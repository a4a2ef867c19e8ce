//! Opaque bearer-token store backing `/api/v1/auth/*`.
//!
//! Identity providers are opaque collaborators (see
//! `sark_domain::config::IdentityConfig`'s doc comment) — they hand back a
//! verified `Principal`, never a reusable credential of their own. This
//! store mints SARK's own access/refresh tokens for that principal, hashed
//! the same way `sark-governance`'s break-glass pins are: random salt,
//! SHA-256, constant-time compare on lookup.

use std::collections::HashMap;

use chrono::{DateTime, Duration, Utc};
use parking_lot::RwLock;
use sark_domain::entities::Principal;
use sha2::{Digest, Sha256};
use uuid::Uuid;

struct IssuedToken {
    principal: Principal,
    expires_at: DateTime<Utc>,
}

fn mint_token() -> String {
    format!("{}{}", Uuid::new_v4().simple(), Uuid::new_v4().simple())
}

fn hash_token(token: &str) -> Vec<u8> {
    Sha256::digest(token.as_bytes()).to_vec()
}

#[derive(Default)]
pub struct PrincipalStore {
    access: RwLock<HashMap<Vec<u8>, IssuedToken>>,
    refresh: RwLock<HashMap<Vec<u8>, IssuedToken>>,
}

pub struct IssuedSession {
    pub access_token: String,
    pub refresh_token: String,
    pub principal: Principal,
}

impl PrincipalStore {
    pub fn new() -> Self {
        Self::default()
    }

    /// Mint a fresh access/refresh pair for a just-authenticated principal.
    pub fn issue(&self, principal: Principal, access_ttl: Duration, refresh_ttl: Duration) -> IssuedSession {
        let now = Utc::now();
        let access_token = mint_token();
        let refresh_token = mint_token();

        self.access.write().insert(
            hash_token(&access_token),
            IssuedToken {
                principal: principal.clone(),
                expires_at: now + access_ttl,
            },
        );
        self.refresh.write().insert(
            hash_token(&refresh_token),
            IssuedToken {
                principal: principal.clone(),
                expires_at: now + refresh_ttl,
            },
        );

        IssuedSession {
            access_token,
            refresh_token,
            principal,
        }
    }

    /// Resolve a bearer token to its principal, `None` if unknown or expired.
    pub fn authenticate(&self, token: &str) -> Option<Principal> {
        let key = hash_token(token);
        let mut guard = self.access.write();
        match guard.get(&key) {
            Some(issued) if issued.expires_at > Utc::now() => Some(issued.principal.clone()),
            Some(_) => {
                guard.remove(&key);
                None
            }
            None => None,
        }
    }

    /// Exchange a refresh token for a new access token, leaving the refresh
    /// token itself valid until its own expiry.
    pub fn refresh(&self, refresh_token: &str, access_ttl: Duration) -> Option<IssuedSession> {
        let key = hash_token(refresh_token);
        let principal = {
            let mut guard = self.refresh.write();
            match guard.get(&key) {
                Some(issued) if issued.expires_at > Utc::now() => issued.principal.clone(),
                Some(_) => {
                    guard.remove(&key);
                    return None;
                }
                None => return None,
            }
        };

        let access_token = mint_token();
        self.access.write().insert(
            hash_token(&access_token),
            IssuedToken {
                principal: principal.clone(),
                expires_at: Utc::now() + access_ttl,
            },
        );

        Some(IssuedSession {
            access_token,
            refresh_token: refresh_token.to_string(),
            principal,
        })
    }
}

#[cfg(test)]
mod tests {
    use super::*;

    fn principal() -> Principal {
        Principal {
            id: Uuid::new_v4(),
            email: "a@example.com".into(),
            roles: vec![],
            groups: vec![],
            mfa_verified: true,
            source_provider: "oidc".into(),
        }
    }

    #[test]
    fn issued_access_token_authenticates() {
        let store = PrincipalStore::new();
        let session = store.issue(principal(), Duration::minutes(15), Duration::days(7));
        let resolved = store.authenticate(&session.access_token).unwrap();
        assert_eq!(resolved.id, session.principal.id);
    }

    #[test]
    fn unknown_token_does_not_authenticate() {
        let store = PrincipalStore::new();
        assert!(store.authenticate("not-a-real-token").is_none());
    }

    #[test]
    fn expired_access_token_is_rejected() {
        let store = PrincipalStore::new();
        let session = store.issue(principal(), Duration::seconds(-1), Duration::days(7));
        assert!(store.authenticate(&session.access_token).is_none());
    }

    #[test]
    fn refresh_issues_a_new_working_access_token() {
        let store = PrincipalStore::new();
        let session = store.issue(principal(), Duration::minutes(15), Duration::days(7));
        let refreshed = store.refresh(&session.refresh_token, Duration::minutes(15)).unwrap();
        assert!(store.authenticate(&refreshed.access_token).is_some());
    }

    #[test]
    fn refresh_with_unknown_token_fails() {
        let store = PrincipalStore::new();
        assert!(store.refresh("bogus", Duration::minutes(15)).is_none());
    }
}
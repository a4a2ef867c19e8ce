//! Policy Engine Adapter (C2) — embedded and remote evaluators behind one
//! routing adapter.

mod adapter;
mod document;
mod embedded;
mod loader;
mod remote;
mod rollout;
mod traits;

pub use adapter::PolicyEngineAdapter;
pub use document::{Condition, ConditionOp, Effect, PolicyDocument, Rule};
pub use embedded::EmbeddedEvaluator;
pub use remote::RemoteEvaluator;
pub use rollout::RolloutRegistry;
pub use traits::{InputBundle, PolicyBackend, PolicyError, PolicyOutcome, PolicyQuery};
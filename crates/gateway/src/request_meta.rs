//! Per-request identity hints shared by every enforcement-gated handler —
//! the same fields [`sark_ratelimit::IdentityHints`] resolves an
//! [`sark_ratelimit::Identifier`] from, collected once via an extractor so
//! `policy.rs`/`invoke.rs` don't each re-derive them from raw headers.

use std::net::SocketAddr;

use async_trait::async_trait;
use axum::extract::{ConnectInfo, FromRequestParts};
use axum::http::request::Parts;

use crate::error::ApiError;
use crate::state::AppState;

#[derive(Debug, Clone)]
pub struct ClientMeta {
    pub peer_addr: String,
    pub forwarded_for: Option<String>,
    pub real_ip: Option<String>,
    pub api_key: Option<String>,
    pub bearer_token: Option<String>,
}

#[async_trait]
impl FromRequestParts<AppState> for ClientMeta {
    type Rejection = ApiError;

    async fn from_request_parts(parts: &mut Parts, state: &AppState) -> Result<Self, Self::Rejection> {
        let header = |name: &str| {
            parts
                .headers
                .get(name)
                .and_then(|v| v.to_str().ok())
                .map(str::to_string)
        };

        let peer_addr = ConnectInfo::<SocketAddr>::from_request_parts(parts, state)
            .await
            .map(|ConnectInfo(addr)| addr.to_string())
            .unwrap_or_else(|_| "unknown".to_string());

        let bearer_token = header("authorization").and_then(|v| v.strip_prefix("Bearer ").map(str::to_string));

        Ok(ClientMeta {
            peer_addr,
            forwarded_for: header("x-forwarded-for"),
            real_ip: header("x-real-ip"),
            api_key: header("x-api-key"),
            bearer_token,
        })
    }
}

=-=-=

Task requirements:
The records need to be reproduced in their entirety, word for word.

Your solution:
repository a4a2ef867c19e8ce
//! Opaque bearer-token store backing `/api/v1/auth/*`.
//!
//! Identity providers are opaque collaborators (see
//! `sark_domain::config::IdentityConfig`'s doc comment) — they hand back a
//! verified `Principal`, never a reusable credential of their own. This
//! store mints SARK's own access/refresh tokens for that principal, hashed
//! the same way `sark-governance`'s break-glass pins are: random salt,
//! SHA-256, constant-time compare on lookup.

use std::collections::HashMap;

use chrono::{DateTime, Duration, Utc};
use parking_lot::RwLock;
use sark_domain::entities::Principal;
use sha2::{Digest, Sha256};
use uuid::Uuid;

struct IssuedToken {
    principal: Principal,
    expires_at: DateTime<Utc>,
}

fn mint_token() -> String {
    format!("{}{}", Uuid::new_v4().simple(), Uuid::new_v4().simple())
}

fn hash_token(token: &str) -> Vec<u8> {
    Sha256::digest(token.as_bytes()).to_vec()
}

#[derive(Default)]
pub struct PrincipalStore {
    access: RwLock<HashMap<Vec<u8>, IssuedToken>>,
    refresh: RwLock<HashMap<Vec<u8>, IssuedToken>>,
}

pub struct IssuedSession {
    pub access_token: String,
    pub refresh_token: String,
    pub principal: Principal,
}

impl PrincipalStore {
    pub fn new() -> Self {
        Self::default()
    }

    /// Mint a fresh access/refresh pair for a just-authenticated principal.
    pub fn issue(&self, principal: Principal, access_ttl: Duration, refresh_ttl: Duration) -> IssuedSession {
        let now = Utc::now();
        let access_token = mint_token();
        let refresh_token = mint_token();

        self.access.write().insert(
            hash_token(&access_token),
            IssuedToken {
                principal: principal.clone(),
                expires_at: now + access_ttl,
            },
        );
        self.refresh.write().insert(
            hash_token(&refresh_token),
            IssuedToken {
                principal: principal.clone(),
                expires_at: now + refresh_ttl,
            },
        );

        IssuedSession {
            access_token,
            refresh_token,
            principal,
        }
    }

    /// Resolve a bearer token to its principal, `None` if unknown or expired.
    pub fn authenticate(&self, token: &str) -> Option<Principal> {
        let key = hash_token(token);
        let mut guard = self.access.write();
        match guard.get(&key) {
            Some(issued) if issued.expires_at > Utc::now() => Some(issued.principal.clone()),
            Some(_) => {
                guard.remove(&key);
                None
            }
            None => None,
        }
    }

    /// Exchange a refresh token for a new access token, leaving the refresh
    /// token itself valid until its own expiry.
    pub fn refresh(&self, refresh_token: &str, access_ttl: Duration) -> Option<IssuedSession> {
        let key = hash_token(refresh_token);
        let principal = {
            let mut guard = self.refresh.write();
            match guard.get(&key) {
                Some(issued) if issued.expires_at > Utc::now() => issued.principal.clone(),
                Some(_) => {
                    guard.remove(&key);
                    return None;
                }
                None => return None,
            }
        };

        let access_token = mint_token();
        self.access.write().insert(
            hash_token(&access_token),
            IssuedToken {
                principal: principal.clone(),
                expires_at: Utc::now() + access_ttl,
            },
        );

        Some(IssuedSession {
            access_token,
            refresh_token: refresh_token.to_string(),
            principal,
        })
    }
}

#[cfg(test)]
mod tests {
    use super::*;

    fn principal() -> Principal {
        Principal {
            id: Uuid::new_v4(),
            email: "a@example.com".into(),
            roles: vec![],
            groups: vec![],
            mfa_verified: true,
            source_provider: "oidc".into(),
        }
    }

    #[test]
    fn issued_access_token_authenticates() {
        let store = PrincipalStore::new();
        let session = store.issue(principal(), Duration::minutes(15), Duration::days(7));
        let resolved = store.authenticate(&session.access_token).unwrap();
        assert_eq!(resolved.id, session.principal.id);
    }

    #[test]
    fn unknown_token_does_not_authenticate() {
        let store = PrincipalStore::new();
        assert!(store.authenticate("not-a-real-token").is_none());
    }

    #[test]
    fn expired_access_token_is_rejected() {
        let store = PrincipalStore::new();
        let session = store.issue(principal(), Duration::seconds(-1), Duration::days(7));
        assert!(store.authenticate(&session.access_token).is_none());
    }

    #[test]
    fn refresh_issues_a_new_working_access_token() {
        let store = PrincipalStore::new();
        let session = store.issue(principal(), Duration::minutes(15), Duration::days(7));
        let refreshed = store.refresh(&session.refresh_token, Duration::minutes(15)).unwrap();
        assert!(store.authenticate(&refreshed.access_token).is_some());
    }

    #[test]
    fn refresh_with_unknown_token_fails() {
        let store = PrincipalStore::new();
        assert!(store.refresh("bogus", Duration::minutes(15)).is_none());
    }
}
repository a4a2ef867c19e8ce
//! Policy Engine Adapter (C2) — embedded and remote evaluators behind one
//! routing adapter.

mod adapter;
mod document;
mod embedded;
mod loader;
mod remote;
mod rollout;
mod traits;

pub use adapter::PolicyEngineAdapter;
pub use document::{Condition, ConditionOp, Effect, PolicyDocument, Rule};
pub use embedded::EmbeddedEvaluator;
pub use remote::RemoteEvaluator;
pub use rollout::RolloutRegistry;
pub use traits::{InputBundle, PolicyBackend, PolicyError, PolicyOutcome, PolicyQuery};
filename crates/gateway/src/request_meta.rs
//! Per-request identity hints shared by every enforcement-gated handler —
//! the same fields [`sark_ratelimit::IdentityHints`] resolves an
//! [`sark_ratelimit::Identifier`] from, collected once via an extractor so
//! `policy.rs`/`invoke.rs` don't each re-derive them from raw headers.

use std::net::SocketAddr;

use async_trait::async_trait;
use axum::extract::{ConnectInfo, FromRequestParts};
use axum::http::request::Parts;

use crate::error::ApiError;
use crate::state::AppState;

#[derive(Debug, Clone)]
pub struct ClientMeta {
    pub peer_addr: String,
    pub forwarded_for: Option<String>,
    pub real_ip: Option<String>,
    pub api_key: Option<String>,
    pub bearer_token: Option<String>,
}

#[async_trait]
impl FromRequestParts<AppState> for ClientMeta {
    type Rejection = ApiError;

    async fn from_request_parts(parts: &mut Parts, state: &AppState) -> Result<Self, Self::Rejection> {
        let header = |name: &str| {
            parts
                .headers
                .get(name)
                .and_then(|v| v.to_str().ok())
                .map(str::to_string)
        };

        let peer_addr = ConnectInfo::<SocketAddr>::from_request_parts(parts, state)
            .await
            .map(|ConnectInfo(addr)| addr.to_string())
            .unwrap_or_else(|_| "unknown".to_string());

        let bearer_token = header("authorization").and_then(|v| v.strip_prefix("Bearer ").map(str::to_string));

        Ok(ClientMeta {
            peer_addr,
            forwarded_for: header("x-forwarded-for"),
            real_ip: header("x-real-ip"),
            api_key: header("x-api-key"),
            bearer_token,
        })
    }
}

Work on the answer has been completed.